Could the advent of technology herald the end of the clinical research associate (CRA) within five years? One industry expert believes so.

Both Quintiles and Icon have expressed concerns about retaining clinical research associates (CRA), and recent studies have further encouraged the notion there is a “war on talent” within the contract research  industry.

But such a ‘war’ may be futile as CRAs could be extinct over the next few years as trials become more patient-centric, and embrace instant data collection and analytical technology, according to one industry expert.

Head of Global Clinical Development and Operations at Grunenthal, Graham Belgrave, believes the changes in trial dynamics means “considerably less time will be spent at trial sites” over the next five years and “the future of the CRA as a role is something that will probably cease to be.”

Dead not buried

Belgrave comments, which he made at the Partnerships in Clinical Trials (PCT) conference in Hamburg, Germany last month, provoked considerable reaction. 

Fellow attendee Gerald DeWolfe, CEO of CRA Assessment - who admitted if Belgrave’s prediction is correct his firm’s pre-hire CRA assessment simulation offering “would also be dead” – offered a different opinion.

“In my experience, the people attending the meetings are normally the innovators and forward thinkers and this can lead to unrealistic projections of what is to occur,” he told Outsourcing-Pharma.com.
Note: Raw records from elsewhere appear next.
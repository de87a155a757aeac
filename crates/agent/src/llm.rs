use std::sync::{Arc, Mutex};
use std::time::Duration;

use async_trait::async_trait;
use futures::StreamExt;
use secrecy::{ExposeSecret, SecretString};
use serde::Deserialize;
use thiserror::Error;
use tokio::sync::mpsc;
use tracing::{debug, warn};

use carelink_core::config::{LlmConfig, LlmProvider};

use crate::capabilities::CapabilitySpec;

const DEFAULT_OPENAI_BASE_URL: &str = "https://api.openai.com/v1";
const STREAM_CHANNEL_CAPACITY: usize = 64;

#[derive(Clone, Debug, PartialEq, Eq, Error)]
pub enum ModelError {
    #[error("model backend unreachable: {0}")]
    Network(String),
    #[error("model backend returned {status}: {message}")]
    Api { status: u16, message: String },
    #[error("model stream interrupted: {0}")]
    StreamInterrupted(String),
    #[error("model driver misconfigured: {0}")]
    Configuration(String),
}

#[derive(Clone, Debug, Default)]
pub struct StreamRequest {
    pub system_prompt: String,
    pub user_prompt: String,
    pub max_output_units: u32,
    pub tools: Vec<CapabilitySpec>,
}

pub type FragmentStream = mpsc::Receiver<Result<String, ModelError>>;

#[async_trait]
pub trait ModelDriver: Send + Sync {
    fn name(&self) -> &str;

    /// Starts generation. Fragments arrive on the returned channel in order;
    /// the channel closes when generation ends.
    async fn stream(&self, request: StreamRequest) -> Result<FragmentStream, ModelError>;
}

pub fn driver_from_config(config: &LlmConfig) -> Result<Arc<dyn ModelDriver>, ModelError> {
    match config.provider {
        LlmProvider::Scripted => Ok(Arc::new(ScriptedModelDriver::default())),
        LlmProvider::OpenAi => {
            let api_key = config.api_key.clone().ok_or_else(|| {
                ModelError::Configuration("openai provider requires an api key".to_owned())
            })?;
            let base_url = config.base_url.as_deref().unwrap_or(DEFAULT_OPENAI_BASE_URL);
            Ok(Arc::new(OpenAiCompatibleDriver::new(
                "openai",
                base_url,
                Some(api_key),
                &config.model,
                config.timeout_secs,
            )?))
        }
        LlmProvider::Ollama => {
            let base_url = config.base_url.as_deref().ok_or_else(|| {
                ModelError::Configuration("ollama provider requires a base url".to_owned())
            })?;
            Ok(Arc::new(OpenAiCompatibleDriver::new(
                "ollama",
                base_url,
                config.api_key.clone(),
                &config.model,
                config.timeout_secs,
            )?))
        }
    }
}

#[derive(Default)]
struct ScriptState {
    calls: usize,
    last_request: Option<StreamRequest>,
}

/// Offline driver that replays a fixed list of fragments.
pub struct ScriptedModelDriver {
    fragments: Vec<String>,
    failure: Option<ModelError>,
    stall_after_script: bool,
    state: Mutex<ScriptState>,
}

impl Default for ScriptedModelDriver {
    fn default() -> Self {
        Self::new(vec![
            "Thank you for reaching out. ".to_owned(),
            "I'm here with you, and we can take this one step at a time.".to_owned(),
        ])
    }
}

impl ScriptedModelDriver {
    pub fn new(fragments: Vec<String>) -> Self {
        Self {
            fragments,
            failure: None,
            stall_after_script: false,
            state: Mutex::new(ScriptState::default()),
        }
    }

    /// Sends the scripted fragments, then reports `error` on the stream.
    pub fn failing_after(mut self, error: ModelError) -> Self {
        self.failure = Some(error);
        self
    }

    /// Sends the scripted fragments, then keeps the stream open until the
    /// receiver goes away.
    pub fn stalling(mut self) -> Self {
        self.stall_after_script = true;
        self
    }

    pub fn calls(&self) -> usize {
        self.with_state(|state| state.calls)
    }

    pub fn last_request(&self) -> Option<StreamRequest> {
        self.with_state(|state| state.last_request.clone())
    }

    fn with_state<T>(&self, f: impl FnOnce(&mut ScriptState) -> T) -> T {
        match self.state.lock() {
            Ok(mut guard) => f(&mut guard),
            Err(poisoned) => f(&mut poisoned.into_inner()),
        }
    }
}

#[async_trait]
impl ModelDriver for ScriptedModelDriver {
    fn name(&self) -> &str {
        "scripted"
    }

    async fn stream(&self, request: StreamRequest) -> Result<FragmentStream, ModelError> {
        self.with_state(|state| {
            state.calls += 1;
            state.last_request = Some(request);
        });

        let (tx, rx) = mpsc::channel(self.fragments.len() + 1);
        for fragment in &self.fragments {
            tx.try_send(Ok(fragment.clone()))
                .map_err(|error| ModelError::StreamInterrupted(error.to_string()))?;
        }
        if let Some(error) = &self.failure {
            tx.try_send(Err(error.clone()))
                .map_err(|error| ModelError::StreamInterrupted(error.to_string()))?;
        }
        if self.stall_after_script {
            tokio::spawn(async move { tx.closed().await });
        }

        Ok(rx)
    }
}

/// Streams `/chat/completions` from any OpenAI-compatible backend.
pub struct OpenAiCompatibleDriver {
    name: String,
    client: reqwest::Client,
    base_url: String,
    api_key: Option<SecretString>,
    model: String,
}

impl OpenAiCompatibleDriver {
    pub fn new(
        name: &str,
        base_url: &str,
        api_key: Option<SecretString>,
        model: &str,
        timeout_secs: u64,
    ) -> Result<Self, ModelError> {
        let client = reqwest::Client::builder()
            .timeout(Duration::from_secs(timeout_secs.max(1)))
            .build()
            .map_err(|error| ModelError::Configuration(error.to_string()))?;

        Ok(Self {
            name: name.to_owned(),
            client,
            base_url: base_url.trim_end_matches('/').to_owned(),
            api_key,
            model: model.to_owned(),
        })
    }
}

#[async_trait]
impl ModelDriver for OpenAiCompatibleDriver {
    fn name(&self) -> &str {
        &self.name
    }

    async fn stream(&self, request: StreamRequest) -> Result<FragmentStream, ModelError> {
        let url = format!("{}/chat/completions", self.base_url);
        let body = serde_json::json!({
            "model": self.model,
            "messages": [
                { "role": "system", "content": request.system_prompt },
                { "role": "user", "content": request.user_prompt },
            ],
            "max_tokens": request.max_output_units,
            "stream": true,
        });

        debug!(provider = %self.name, model = %self.model, "sending streaming request");

        let mut builder = self
            .client
            .post(&url)
            .header("Accept", "text/event-stream")
            .json(&body);
        if let Some(api_key) = &self.api_key {
            builder = builder.bearer_auth(api_key.expose_secret());
        }

        let response =
            builder.send().await.map_err(|error| ModelError::Network(error.to_string()))?;

        let status = response.status();
        if !status.is_success() {
            let message = response.text().await.unwrap_or_default();
            warn!(provider = %self.name, status = status.as_u16(), "model streaming error");
            return Err(ModelError::Api { status: status.as_u16(), message });
        }

        let (tx, rx) = mpsc::channel(STREAM_CHANNEL_CAPACITY);
        tokio::spawn(async move {
            let mut bytes = response.bytes_stream();
            let mut buffer = String::new();

            while let Some(chunk) = bytes.next().await {
                let chunk = match chunk {
                    Ok(chunk) => chunk,
                    Err(error) => {
                        let _ = tx.send(Err(ModelError::StreamInterrupted(error.to_string()))).await;
                        return;
                    }
                };
                buffer.push_str(&String::from_utf8_lossy(&chunk));

                while let Some(line_end) = buffer.find('\n') {
                    let line: String = buffer.drain(..=line_end).collect();
                    match parse_sse_line(&line) {
                        SseLine::Content(text) => {
                            if tx.send(Ok(text)).await.is_err() {
                                return;
                            }
                        }
                        SseLine::Done => return,
                        SseLine::Skip => {}
                    }
                }
            }
        });

        Ok(rx)
    }
}

#[derive(Debug, PartialEq, Eq)]
pub(crate) enum SseLine {
    Content(String),
    Done,
    Skip,
}

#[derive(Deserialize)]
struct StreamResponse {
    #[serde(default)]
    choices: Vec<StreamChoice>,
}

#[derive(Deserialize)]
struct StreamChoice {
    #[serde(default)]
    delta: StreamDelta,
}

#[derive(Default, Deserialize)]
struct StreamDelta {
    #[serde(default)]
    content: Option<String>,
}

/// Interprets one server-sent-events line from a chat completion stream.
pub(crate) fn parse_sse_line(line: &str) -> SseLine {
    let line = line.trim_end_matches(['\r', '\n']);
    let Some(data) = line.strip_prefix("data:") else {
        return SseLine::Skip;
    };
    let data = data.trim();
    if data == "[DONE]" {
        return SseLine::Done;
    }

    serde_json::from_str::<StreamResponse>(data)
        .ok()
        .and_then(|response| response.choices.into_iter().next())
        .and_then(|choice| choice.delta.content)
        .filter(|content| !content.is_empty())
        .map_or(SseLine::Skip, SseLine::Content)
}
“There are many components of data/study conduct across the 6000 or so active studies at any given time that can’t be collected by this new tech or won’t be collected due to the cost.  Therefore, my assessment is that the overall impact to the CRAs by this new patient centric approach will be fairly muted over the next five years.”

However, a shift to remote monitoring systems would have an impact on the numbers of CRAs, he said, and the industry could see a 10-20% reduction in total number of CRAs.

Evolving Role

But the CRA function has already changed according to consultant Irina Colligon who told us that, in many cases, the job has merged with that of trial monitor.

“When I first got involved with clinical ops (in the 1990s), CRAs were involved in study design and reporting, not just dealing with the sites,” she said. “Small programmes had therapeutic area-based CRAs while larger programmes had product-based CRAs.”

Now, she continued, monitors are less on the medical end and more region-based, but risk-based monitoring (RBM) “may actually cause the return to the product/TA-based model, as the main reason for the regional model was to reduce costs.”

But as for the ‘death of the CRA,’ Colligon said “while remote data capture may change how the job is done, the actual job will not go away. One still needs to know that the site is real, not virtual.”